__Prompt__
Wherever the word "requested" appears in the entries, copy the whole line.

__Stored items__

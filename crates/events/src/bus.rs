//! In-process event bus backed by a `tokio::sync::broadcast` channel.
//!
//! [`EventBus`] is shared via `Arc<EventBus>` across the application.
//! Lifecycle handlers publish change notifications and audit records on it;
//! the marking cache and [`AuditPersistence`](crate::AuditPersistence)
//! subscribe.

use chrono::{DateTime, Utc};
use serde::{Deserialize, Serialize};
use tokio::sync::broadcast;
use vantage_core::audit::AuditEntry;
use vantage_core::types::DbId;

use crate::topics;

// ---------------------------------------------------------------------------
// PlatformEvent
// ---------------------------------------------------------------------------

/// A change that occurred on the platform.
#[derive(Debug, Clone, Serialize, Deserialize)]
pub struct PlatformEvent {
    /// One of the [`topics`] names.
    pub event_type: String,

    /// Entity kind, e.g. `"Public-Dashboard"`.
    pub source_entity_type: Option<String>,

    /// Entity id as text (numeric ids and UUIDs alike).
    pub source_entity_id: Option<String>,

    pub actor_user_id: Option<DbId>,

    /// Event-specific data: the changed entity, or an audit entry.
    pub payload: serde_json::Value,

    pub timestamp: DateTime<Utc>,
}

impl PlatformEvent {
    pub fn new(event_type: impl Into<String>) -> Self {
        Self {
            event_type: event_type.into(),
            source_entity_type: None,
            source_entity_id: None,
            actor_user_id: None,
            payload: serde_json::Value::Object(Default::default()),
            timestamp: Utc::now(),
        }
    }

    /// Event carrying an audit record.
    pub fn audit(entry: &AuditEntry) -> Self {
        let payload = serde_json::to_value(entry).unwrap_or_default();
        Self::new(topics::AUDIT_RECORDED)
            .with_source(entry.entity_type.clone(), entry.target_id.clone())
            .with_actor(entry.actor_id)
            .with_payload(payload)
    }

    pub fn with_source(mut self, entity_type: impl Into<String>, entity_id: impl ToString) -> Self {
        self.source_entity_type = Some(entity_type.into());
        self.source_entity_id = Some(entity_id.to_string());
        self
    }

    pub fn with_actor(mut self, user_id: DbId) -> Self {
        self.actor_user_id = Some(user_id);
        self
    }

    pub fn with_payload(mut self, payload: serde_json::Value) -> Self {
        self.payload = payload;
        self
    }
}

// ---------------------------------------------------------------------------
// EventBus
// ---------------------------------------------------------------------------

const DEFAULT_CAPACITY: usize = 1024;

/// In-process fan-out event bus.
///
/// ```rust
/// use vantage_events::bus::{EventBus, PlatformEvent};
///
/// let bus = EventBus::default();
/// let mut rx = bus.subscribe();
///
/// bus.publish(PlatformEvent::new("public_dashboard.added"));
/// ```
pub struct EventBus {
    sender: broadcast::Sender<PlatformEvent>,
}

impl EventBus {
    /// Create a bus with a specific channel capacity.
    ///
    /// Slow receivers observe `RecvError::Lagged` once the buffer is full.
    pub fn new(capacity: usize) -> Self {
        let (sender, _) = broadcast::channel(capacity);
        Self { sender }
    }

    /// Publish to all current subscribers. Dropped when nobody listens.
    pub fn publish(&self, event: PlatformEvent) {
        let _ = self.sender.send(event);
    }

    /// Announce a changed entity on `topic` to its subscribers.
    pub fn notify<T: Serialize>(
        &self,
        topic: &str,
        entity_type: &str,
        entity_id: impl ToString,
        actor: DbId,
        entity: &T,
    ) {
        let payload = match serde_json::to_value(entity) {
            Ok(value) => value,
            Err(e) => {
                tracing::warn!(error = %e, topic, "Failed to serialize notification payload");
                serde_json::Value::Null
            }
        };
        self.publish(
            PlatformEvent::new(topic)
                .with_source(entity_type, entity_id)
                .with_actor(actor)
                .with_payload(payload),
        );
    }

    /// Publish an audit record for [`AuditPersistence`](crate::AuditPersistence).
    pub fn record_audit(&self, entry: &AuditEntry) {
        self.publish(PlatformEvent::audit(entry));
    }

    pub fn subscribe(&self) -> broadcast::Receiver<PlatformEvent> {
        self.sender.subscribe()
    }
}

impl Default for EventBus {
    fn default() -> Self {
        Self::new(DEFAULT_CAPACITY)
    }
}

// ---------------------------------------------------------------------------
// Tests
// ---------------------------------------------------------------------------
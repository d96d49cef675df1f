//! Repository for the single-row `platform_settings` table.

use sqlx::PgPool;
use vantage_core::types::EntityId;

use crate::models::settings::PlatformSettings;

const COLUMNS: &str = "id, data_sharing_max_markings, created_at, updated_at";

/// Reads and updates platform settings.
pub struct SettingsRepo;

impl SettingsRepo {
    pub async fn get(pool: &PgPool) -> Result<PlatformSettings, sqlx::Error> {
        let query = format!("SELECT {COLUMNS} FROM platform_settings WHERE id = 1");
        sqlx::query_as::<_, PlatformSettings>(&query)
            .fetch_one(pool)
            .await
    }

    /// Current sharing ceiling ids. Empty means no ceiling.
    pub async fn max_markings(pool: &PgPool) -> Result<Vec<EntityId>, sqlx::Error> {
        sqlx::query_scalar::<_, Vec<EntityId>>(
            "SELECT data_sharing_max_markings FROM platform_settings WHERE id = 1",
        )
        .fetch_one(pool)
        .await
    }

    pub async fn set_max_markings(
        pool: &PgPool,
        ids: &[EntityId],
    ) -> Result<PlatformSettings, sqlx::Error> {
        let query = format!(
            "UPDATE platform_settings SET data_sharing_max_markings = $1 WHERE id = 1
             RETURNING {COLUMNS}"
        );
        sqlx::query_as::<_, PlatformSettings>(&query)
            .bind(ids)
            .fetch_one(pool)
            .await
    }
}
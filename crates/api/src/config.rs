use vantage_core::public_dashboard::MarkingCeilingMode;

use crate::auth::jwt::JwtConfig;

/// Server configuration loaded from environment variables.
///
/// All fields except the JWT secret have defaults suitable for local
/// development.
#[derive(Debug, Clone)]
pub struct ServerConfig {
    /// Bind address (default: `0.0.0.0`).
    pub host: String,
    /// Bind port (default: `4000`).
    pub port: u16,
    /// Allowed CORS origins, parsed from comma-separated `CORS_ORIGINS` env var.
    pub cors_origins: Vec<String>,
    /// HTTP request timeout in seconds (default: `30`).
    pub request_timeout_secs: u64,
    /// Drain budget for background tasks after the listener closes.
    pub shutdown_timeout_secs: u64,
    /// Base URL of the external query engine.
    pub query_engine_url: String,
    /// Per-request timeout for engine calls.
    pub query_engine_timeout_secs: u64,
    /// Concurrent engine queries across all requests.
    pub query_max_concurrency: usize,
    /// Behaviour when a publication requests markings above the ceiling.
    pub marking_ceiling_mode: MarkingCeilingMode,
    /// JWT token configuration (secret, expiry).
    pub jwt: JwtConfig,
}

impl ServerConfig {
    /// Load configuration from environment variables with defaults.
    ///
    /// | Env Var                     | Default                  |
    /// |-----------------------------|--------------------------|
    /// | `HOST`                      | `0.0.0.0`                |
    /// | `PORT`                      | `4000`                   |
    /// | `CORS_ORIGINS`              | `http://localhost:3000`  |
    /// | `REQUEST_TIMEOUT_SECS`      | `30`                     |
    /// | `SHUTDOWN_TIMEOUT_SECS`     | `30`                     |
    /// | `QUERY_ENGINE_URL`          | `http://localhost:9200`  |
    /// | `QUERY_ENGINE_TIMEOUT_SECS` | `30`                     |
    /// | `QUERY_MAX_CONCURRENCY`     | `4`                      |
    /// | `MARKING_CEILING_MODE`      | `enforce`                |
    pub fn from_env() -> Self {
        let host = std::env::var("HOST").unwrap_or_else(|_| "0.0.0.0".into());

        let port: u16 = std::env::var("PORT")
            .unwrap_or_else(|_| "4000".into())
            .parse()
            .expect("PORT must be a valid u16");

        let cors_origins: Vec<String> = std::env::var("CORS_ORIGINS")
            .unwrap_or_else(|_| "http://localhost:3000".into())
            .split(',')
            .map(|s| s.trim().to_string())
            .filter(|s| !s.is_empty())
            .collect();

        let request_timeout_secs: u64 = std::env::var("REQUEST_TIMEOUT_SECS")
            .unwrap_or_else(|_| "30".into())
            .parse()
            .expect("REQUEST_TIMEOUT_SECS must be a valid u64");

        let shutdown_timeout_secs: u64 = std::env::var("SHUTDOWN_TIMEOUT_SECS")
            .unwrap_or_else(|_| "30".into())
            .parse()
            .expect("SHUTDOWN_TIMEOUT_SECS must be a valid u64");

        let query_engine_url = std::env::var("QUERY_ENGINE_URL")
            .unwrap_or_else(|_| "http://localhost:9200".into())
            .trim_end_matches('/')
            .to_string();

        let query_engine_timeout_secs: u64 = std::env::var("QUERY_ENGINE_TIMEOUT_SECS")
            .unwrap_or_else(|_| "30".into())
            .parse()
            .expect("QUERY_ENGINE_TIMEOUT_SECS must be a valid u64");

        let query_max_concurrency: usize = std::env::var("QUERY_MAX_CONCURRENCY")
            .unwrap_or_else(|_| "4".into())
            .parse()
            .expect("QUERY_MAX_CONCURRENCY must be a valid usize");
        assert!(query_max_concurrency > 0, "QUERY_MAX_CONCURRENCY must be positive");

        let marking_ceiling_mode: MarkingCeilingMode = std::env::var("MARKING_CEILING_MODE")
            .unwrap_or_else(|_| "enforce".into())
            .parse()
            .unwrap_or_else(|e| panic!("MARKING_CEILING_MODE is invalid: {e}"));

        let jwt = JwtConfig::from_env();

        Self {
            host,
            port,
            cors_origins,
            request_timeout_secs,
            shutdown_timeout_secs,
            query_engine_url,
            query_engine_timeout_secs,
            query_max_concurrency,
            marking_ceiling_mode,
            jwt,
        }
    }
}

---

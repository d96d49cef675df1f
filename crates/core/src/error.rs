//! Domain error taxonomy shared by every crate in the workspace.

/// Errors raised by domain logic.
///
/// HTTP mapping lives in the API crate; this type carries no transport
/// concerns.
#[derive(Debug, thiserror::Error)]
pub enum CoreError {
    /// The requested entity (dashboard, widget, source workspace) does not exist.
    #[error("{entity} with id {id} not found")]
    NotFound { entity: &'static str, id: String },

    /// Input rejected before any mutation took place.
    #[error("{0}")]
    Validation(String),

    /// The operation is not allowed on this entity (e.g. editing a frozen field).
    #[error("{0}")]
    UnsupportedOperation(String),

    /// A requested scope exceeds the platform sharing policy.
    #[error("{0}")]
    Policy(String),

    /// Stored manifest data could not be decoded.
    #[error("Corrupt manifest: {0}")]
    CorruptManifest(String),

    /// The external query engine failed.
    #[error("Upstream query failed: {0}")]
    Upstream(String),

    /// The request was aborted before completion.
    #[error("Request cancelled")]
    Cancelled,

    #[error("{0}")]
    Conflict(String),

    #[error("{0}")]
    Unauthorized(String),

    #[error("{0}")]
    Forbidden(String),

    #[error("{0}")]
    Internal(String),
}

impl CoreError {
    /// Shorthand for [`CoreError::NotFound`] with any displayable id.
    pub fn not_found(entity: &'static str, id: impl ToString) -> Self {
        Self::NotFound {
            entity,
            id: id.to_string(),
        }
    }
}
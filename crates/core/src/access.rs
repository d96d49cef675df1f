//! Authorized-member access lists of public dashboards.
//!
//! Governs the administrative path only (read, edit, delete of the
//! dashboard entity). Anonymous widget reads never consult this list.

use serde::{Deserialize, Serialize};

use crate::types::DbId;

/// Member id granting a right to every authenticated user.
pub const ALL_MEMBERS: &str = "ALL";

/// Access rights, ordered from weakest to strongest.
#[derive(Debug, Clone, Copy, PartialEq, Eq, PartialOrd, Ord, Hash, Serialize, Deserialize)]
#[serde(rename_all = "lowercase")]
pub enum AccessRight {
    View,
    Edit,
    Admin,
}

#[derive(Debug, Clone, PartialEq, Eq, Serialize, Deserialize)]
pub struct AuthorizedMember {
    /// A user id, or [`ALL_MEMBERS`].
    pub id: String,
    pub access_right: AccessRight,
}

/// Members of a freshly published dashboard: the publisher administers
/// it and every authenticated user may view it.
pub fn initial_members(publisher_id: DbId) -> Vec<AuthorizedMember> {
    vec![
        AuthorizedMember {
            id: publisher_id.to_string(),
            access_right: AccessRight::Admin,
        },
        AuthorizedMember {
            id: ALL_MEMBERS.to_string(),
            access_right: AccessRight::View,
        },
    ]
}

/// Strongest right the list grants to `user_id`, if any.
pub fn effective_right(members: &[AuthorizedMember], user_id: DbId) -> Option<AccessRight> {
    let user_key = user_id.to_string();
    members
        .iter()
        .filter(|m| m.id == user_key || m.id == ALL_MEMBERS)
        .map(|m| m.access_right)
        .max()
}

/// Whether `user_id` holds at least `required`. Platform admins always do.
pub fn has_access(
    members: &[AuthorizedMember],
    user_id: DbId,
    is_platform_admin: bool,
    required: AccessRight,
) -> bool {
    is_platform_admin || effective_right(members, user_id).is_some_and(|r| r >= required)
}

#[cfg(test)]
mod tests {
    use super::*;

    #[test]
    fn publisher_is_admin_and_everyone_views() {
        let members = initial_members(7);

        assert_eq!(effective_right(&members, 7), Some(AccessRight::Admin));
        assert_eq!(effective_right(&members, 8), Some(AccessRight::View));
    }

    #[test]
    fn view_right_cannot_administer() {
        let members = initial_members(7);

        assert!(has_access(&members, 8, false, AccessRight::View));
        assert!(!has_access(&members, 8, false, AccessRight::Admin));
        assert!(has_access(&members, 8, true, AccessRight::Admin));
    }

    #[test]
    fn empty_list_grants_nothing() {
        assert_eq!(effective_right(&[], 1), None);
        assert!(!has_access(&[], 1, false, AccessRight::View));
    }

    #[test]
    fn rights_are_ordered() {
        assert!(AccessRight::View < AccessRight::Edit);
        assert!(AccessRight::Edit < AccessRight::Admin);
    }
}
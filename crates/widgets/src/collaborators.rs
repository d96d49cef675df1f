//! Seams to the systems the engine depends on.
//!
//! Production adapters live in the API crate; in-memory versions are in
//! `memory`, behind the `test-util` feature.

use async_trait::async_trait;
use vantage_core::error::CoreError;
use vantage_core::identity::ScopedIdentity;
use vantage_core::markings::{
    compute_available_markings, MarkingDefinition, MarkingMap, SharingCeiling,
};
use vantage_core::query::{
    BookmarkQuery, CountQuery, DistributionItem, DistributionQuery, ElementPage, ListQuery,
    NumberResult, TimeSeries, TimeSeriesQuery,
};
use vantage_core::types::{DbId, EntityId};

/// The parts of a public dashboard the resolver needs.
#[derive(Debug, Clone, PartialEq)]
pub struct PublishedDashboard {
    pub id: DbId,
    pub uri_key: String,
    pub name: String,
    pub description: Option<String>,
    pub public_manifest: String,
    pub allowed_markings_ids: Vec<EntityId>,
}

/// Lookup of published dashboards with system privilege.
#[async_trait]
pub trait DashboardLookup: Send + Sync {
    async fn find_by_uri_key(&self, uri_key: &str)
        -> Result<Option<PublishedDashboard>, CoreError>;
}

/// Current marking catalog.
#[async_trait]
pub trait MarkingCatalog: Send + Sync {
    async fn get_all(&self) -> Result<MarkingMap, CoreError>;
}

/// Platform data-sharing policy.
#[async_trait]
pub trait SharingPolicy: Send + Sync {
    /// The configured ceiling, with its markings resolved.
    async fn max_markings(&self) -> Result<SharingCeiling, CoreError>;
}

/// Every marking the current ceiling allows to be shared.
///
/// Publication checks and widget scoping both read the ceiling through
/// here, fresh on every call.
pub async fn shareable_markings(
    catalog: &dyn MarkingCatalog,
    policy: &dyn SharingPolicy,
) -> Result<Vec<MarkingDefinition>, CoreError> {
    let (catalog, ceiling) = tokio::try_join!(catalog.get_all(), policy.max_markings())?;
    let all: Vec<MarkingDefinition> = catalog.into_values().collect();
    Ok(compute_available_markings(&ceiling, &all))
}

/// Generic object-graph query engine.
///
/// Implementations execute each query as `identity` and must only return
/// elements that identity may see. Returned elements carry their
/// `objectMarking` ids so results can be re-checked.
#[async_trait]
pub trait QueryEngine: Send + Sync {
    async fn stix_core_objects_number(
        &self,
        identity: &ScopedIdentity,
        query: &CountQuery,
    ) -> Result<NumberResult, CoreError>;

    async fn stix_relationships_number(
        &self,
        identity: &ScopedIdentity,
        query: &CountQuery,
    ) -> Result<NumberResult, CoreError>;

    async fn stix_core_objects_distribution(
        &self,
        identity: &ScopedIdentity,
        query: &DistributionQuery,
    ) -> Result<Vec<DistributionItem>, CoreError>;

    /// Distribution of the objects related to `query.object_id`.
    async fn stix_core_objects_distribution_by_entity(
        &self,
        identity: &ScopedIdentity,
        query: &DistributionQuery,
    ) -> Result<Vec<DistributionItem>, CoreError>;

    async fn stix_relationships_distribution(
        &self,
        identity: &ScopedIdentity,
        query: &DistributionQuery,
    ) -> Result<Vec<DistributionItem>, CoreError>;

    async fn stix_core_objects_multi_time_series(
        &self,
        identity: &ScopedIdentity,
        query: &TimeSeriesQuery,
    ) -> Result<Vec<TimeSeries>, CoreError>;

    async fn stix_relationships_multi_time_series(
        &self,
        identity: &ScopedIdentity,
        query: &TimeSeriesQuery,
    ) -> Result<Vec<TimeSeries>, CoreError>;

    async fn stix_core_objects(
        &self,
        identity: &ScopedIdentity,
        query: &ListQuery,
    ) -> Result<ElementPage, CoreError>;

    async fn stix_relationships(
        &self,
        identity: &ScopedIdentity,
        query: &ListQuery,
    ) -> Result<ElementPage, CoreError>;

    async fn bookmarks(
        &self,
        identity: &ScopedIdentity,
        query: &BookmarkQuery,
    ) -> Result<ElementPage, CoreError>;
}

__Answer space__
    /// The requested entity (dashboard, widget, source workspace) does not exist.
    /// A requested scope exceeds the platform sharing policy.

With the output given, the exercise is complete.